WHAT THE TASK ASKS: A single number is wanted: how many lines of the data include the string "capacity".

=== PROVIDED ENTRIES ===

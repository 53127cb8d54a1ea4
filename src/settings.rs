use crate::schema::{DEFAULT_STRING_ALLOWANCE, ResolveOptions};

/// Smallest capacity a payload buffer grows to.
pub const DEFAULT_GROWTH_FLOOR: usize = 32;

/// Tuning knobs for template resolution and payload packing.
///
/// ```
/// use evpipe::PackSettings;
///
/// let settings = PackSettings::new()
///     .growth_floor(64)
///     .max_payload_size(Some(64 * 1024));
/// assert_eq!(settings.get_growth_floor(), 64);
/// ```
#[derive(Debug, Clone, Copy, PartialEq, Eq)]
pub struct PackSettings {
    growth_floor: usize,
    string_allowance: usize,
    max_payload_size: Option<usize>,
}

impl Default for PackSettings {
    fn default() -> Self {
        PackSettings {
            growth_floor: DEFAULT_GROWTH_FLOOR,
            string_allowance: DEFAULT_STRING_ALLOWANCE,
            max_payload_size: None,
        }
    }
}

impl PackSettings {
    pub fn new() -> Self {
        PackSettings::default()
    }

    /// Minimum capacity of the first heap block.
    pub fn growth_floor(mut self, growth_floor: usize) -> Self {
        self.growth_floor = growth_floor;
        self
    }

    /// Inline bytes budgeted per string field when estimating a template's footprint.
    pub fn string_allowance(mut self, string_allowance: usize) -> Self {
        self.string_allowance = string_allowance;
        self
    }

    /// Rejects payloads larger than this. `None` (the default) means unbounded.
    pub fn max_payload_size(mut self, max_payload_size: Option<usize>) -> Self {
        self.max_payload_size = max_payload_size;
        self
    }

    pub fn get_growth_floor(&self) -> usize {
        self.growth_floor
    }

    pub fn get_string_allowance(&self) -> usize {
        self.string_allowance
    }

    pub fn get_max_payload_size(&self) -> Option<usize> {
        self.max_payload_size
    }

    pub fn resolve_options(&self) -> ResolveOptions {
        ResolveOptions {
            string_allowance: self.string_allowance,
        }
    }
}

===

OUTPUT BELOW: 2